Acute endovascular reperfusion is becoming an important part of acute ischemic stroke therapy and has been the focus of recent randomized clinical trials. As compared with intravenous thrombolysis, endovascular treatment is associated with a higher probability of recanalization [4]. Moreover, PROACT [5], ESCAPE [6], and REVASCAT [7] trials supported that rapid endovascular treatment improved functional outcomes and reduced mortality. However, the previous randomized controlled trials (RCTs) have showed opposite results [811]. The inconsistent results from these trials confused neurologists. Thus, we performed a systematic review and meta-analysis of all randomized controlled trials (RCTs) to assess the efficacy and safety of endovascular treatment in patients with acute ischemic stroke as compared with intravenous thrombolysis.

Methods

Search Strategy

We searched PubMed (1966 to June, 2015) and EMBASE (1980 to June, 2015) with the terms “acute ischaemic stroke,” “brain ischemia” or “stroke,” “endovascular treatment,” “intravenous thrombolysis,” “tissue plasminogen activator,” “stent retrievers,” “thrombectomy,” and “intra-arterial thrombolysis.” Other sources searched were conference proceedings, abstracts, thesis dissertations, poster presentations, and materials from professional society meetings. Reviews without original data, meeting abstracts, and case reports series were excluded. Studies reporting outcomes from acute thrombolysis and endovascular treatment were included for review.

Selection Criteria and Data Retrieval

Trials that were included met the following criteria: (1) random assignment to endovascular treatment (intra-arterial thrombolysis, thrombectomy, stent retrievers, or combined treatment) or intravenous thrombolysis, (2) inclusion of patients who have a diagnosis of acute ischemic stroke and have been ruled out the diagnosis of intracranial hemorrhage, (3) inclusion of patients who have a clearly defined time of stroke onset that allowed for immediate initiation of intravenous thrombolysis (defined as within 4.5 h after symptom onset) or for the administration of endovascular treatment as soon as possible (within 6 h after symptom onset), and (4) specification of therapy formulations. Studies with fatal flaws in study design or data analysis were excluded, as were trials whose data were not readily available.

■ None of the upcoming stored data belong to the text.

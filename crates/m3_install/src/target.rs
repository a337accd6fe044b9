//! The game installation a mod is being installed onto.
//!
//! [`InstallTarget`] is a snapshot of what is installed. It is either built by
//! hand or taken from disk with [`InstallTarget::probe`]; the resolver never
//! touches the filesystem itself.

use crate::error::Result;
use crate::mapping::normalize_path;
use camino::{Utf8Path, Utf8PathBuf};
use m3_mod_definition::Game;
use std::collections::BTreeMap;

/// Size of the stub `Default.sfar` left behind once an ME3 DLC archive has
/// been unpacked.
pub const UNPACKED_ARCHIVE_STUB_SIZE: u64 = 32;

/// ME3 test patch archive, relative to the game root.
pub const TEST_PATCH_ARCHIVE: &str = "BIOGame/Patches/PCConsole/Patch_001.sfar";

/// How an official DLC is present on the target.
#[derive(Debug, Clone, PartialEq, Eq)]
pub enum DlcState {
    NotInstalled,
    /// Loose files on disk.
    Unpacked,
    /// Still inside its archive.
    Packed { archive: Utf8PathBuf },
}

#[derive(Debug, Clone, PartialEq, Eq)]
struct InstalledDlc {
    folder: String,
    state: DlcState,
}

/// A game installation.
#[derive(Debug, Clone, PartialEq, Eq)]
pub struct InstallTarget {
    game: Game,
    root: Utf8PathBuf,
    /// Keyed by lowercase folder name.
    dlc: BTreeMap<String, InstalledDlc>,
    test_patch: DlcState,
}

impl InstallTarget {
    /// A target with no DLC installed.
    pub fn new(game: Game, root: impl Into<Utf8PathBuf>) -> Self {
        Self {
            game,
            root: root.into(),
            dlc: BTreeMap::new(),
            test_patch: DlcState::NotInstalled,
        }
    }

    /// Record a DLC folder. `NotInstalled` removes it.
    pub fn with_dlc(mut self, folder: &str, state: DlcState) -> Self {
        let key = normalize_path(folder);
        match state {
            DlcState::NotInstalled => {
                self.dlc.remove(&key);
            }
            state => {
                self.dlc.insert(
                    key,
                    InstalledDlc {
                        folder: folder.to_string(),
                        state,
                    },
                );
            }
        }
        self
    }

    pub fn with_test_patch(mut self, state: DlcState) -> Self {
        self.test_patch = state;
        self
    }

    pub fn game(&self) -> Game {
        self.game
    }

    pub fn root(&self) -> &Utf8Path {
        &self.root
    }

    /// Absolute DLC directory of the installation.
    pub fn dlc_dir(&self) -> Utf8PathBuf {
        self.root.join(self.game.dlc_relative_dir())
    }

    /// State of a DLC folder, compared case-insensitively.
    pub fn dlc_state(&self, folder: &str) -> DlcState {
        self.dlc
            .get(&normalize_path(folder))
            .map(|dlc| dlc.state.clone())
            .unwrap_or(DlcState::NotInstalled)
    }

    pub fn has_dlc(&self, folder: &str) -> bool {
        self.dlc.contains_key(&normalize_path(folder))
    }

    /// Installed DLC folder names.
    pub fn installed_dlc(&self) -> impl Iterator<Item = &str> {
        self.dlc.values().map(|dlc| dlc.folder.as_str())
    }

    pub fn test_patch_state(&self) -> &DlcState {
        &self.test_patch
    }

    /// Inspect an installation on disk.
    ///
    /// Every folder in the DLC directory counts as installed. On ME3, a
    /// folder whose `CookedPCConsole/Default.sfar` is larger than the unpacked
    /// stub is still packed; the test patch archive is classified the same
    /// way.
    pub fn probe(game: Game, root: &Utf8Path) -> Result<Self> {
        let mut target = Self::new(game, root);
        let dlc_dir = target.dlc_dir();

        if dlc_dir.is_dir() {
            for entry in dlc_dir.read_dir_utf8()? {
                let entry = entry?;
                if !entry.file_type()?.is_dir() {
                    continue;
                }
                let folder = entry.file_name().to_string();
                let state = match game {
                    Game::ME3 => {
                        archive_state(&entry.path().join("CookedPCConsole").join("Default.sfar"))?
                            .unwrap_or(DlcState::Unpacked)
                    }
                    _ => DlcState::Unpacked,
                };
                tracing::debug!("Found DLC {} ({:?})", folder, state);
                target = target.with_dlc(&folder, state);
            }
        } else {
            tracing::warn!("DLC directory {} does not exist", dlc_dir);
        }

        if game == Game::ME3 {
            if let Some(state) = archive_state(&root.join(TEST_PATCH_ARCHIVE))? {
                target.test_patch = state;
            }
        }

        tracing::info!(
            "Probed {} installation at {}: {} DLC folders",
            game,
            root,
            target.dlc.len()
        );
        Ok(target)
    }
}

/// `None` if the archive does not exist.
fn archive_state(archive: &Utf8Path) -> Result<Option<DlcState>> {
    if !archive.is_file() {
        return Ok(None);
    }
    let size = archive.metadata()?.len();
    Ok(Some(if size == UNPACKED_ARCHIVE_STUB_SIZE {
        DlcState::Unpacked
    } else {
        DlcState::Packed {
            archive: archive.to_path_buf(),
        }
    }))
}

#[cfg(test)]
mod tests {
    use super::*;

    fn write(path: &Utf8Path, len: usize) {
        std::fs::create_dir_all(path.parent().unwrap()).unwrap();
        std::fs::write(path, vec![0u8; len]).unwrap();
    }

    #[test]
    fn test_probe_me3() {
        let dir = tempfile::tempdir().unwrap();
        let root = Utf8Path::from_path(dir.path()).unwrap();
        let dlc = root.join("BIOGame/DLC");
        write(&dlc.join("DLC_CON_MP1/CookedPCConsole/Default.sfar"), 32);
        write(&dlc.join("DLC_CON_MP2/CookedPCConsole/Default.sfar"), 4096);
        write(&dlc.join("DLC_MOD_Example/CookedPCConsole/Startup.pcc"), 10);
        write(&root.join(TEST_PATCH_ARCHIVE), 64);

        let target = InstallTarget::probe(Game::ME3, root).unwrap();

        assert_eq!(target.dlc_state("dlc_con_mp1"), DlcState::Unpacked);
        assert_eq!(
            target.dlc_state("DLC_CON_MP2"),
            DlcState::Packed {
                archive: dlc.join("DLC_CON_MP2/CookedPCConsole/Default.sfar")
            }
        );
        assert_eq!(target.dlc_state("DLC_MOD_Example"), DlcState::Unpacked);
        assert_eq!(target.dlc_state("DLC_CON_MP3"), DlcState::NotInstalled);
        assert!(matches!(target.test_patch_state(), DlcState::Packed { .. }));
    }

    #[test]
    fn test_probe_missing_dlc_dir() {
        let dir = tempfile::tempdir().unwrap();
        let root = Utf8Path::from_path(dir.path()).unwrap();
        let target = InstallTarget::probe(Game::LE2, root).unwrap();
        assert_eq!(target.installed_dlc().count(), 0);
        assert_eq!(target.test_patch_state(), &DlcState::NotInstalled);
    }

    #[test]
    fn test_with_dlc_not_installed_removes() {
        let target = InstallTarget::new(Game::ME2, "/games/me2")
            .with_dlc("DLC_MOD_A", DlcState::Unpacked)
            .with_dlc("dlc_mod_a", DlcState::NotInstalled);
        assert!(!target.has_dlc("DLC_MOD_A"));
        assert_eq!(target.dlc_dir(), Utf8PathBuf::from("/games/me2/BioGame/DLC"));
    }
}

We obtained the following baseline variables from each study: sample size, age, type of intervention, time to intervention, baseline National Institutes of Health Stroke Scale (NIHSS) score, numbers randomized, primary outcomes, adverse events, and all-cause death during the random trial. Data abstraction was accomplished under the cooperation between two investigators by use of a standardized data extraction. Any discrepant data were reviewed by discussion with other team members or contact with original investigators, who were all sent emails with requests for the exact data. For missing data (standard deviations), we sought missing information and essential clarification from the author.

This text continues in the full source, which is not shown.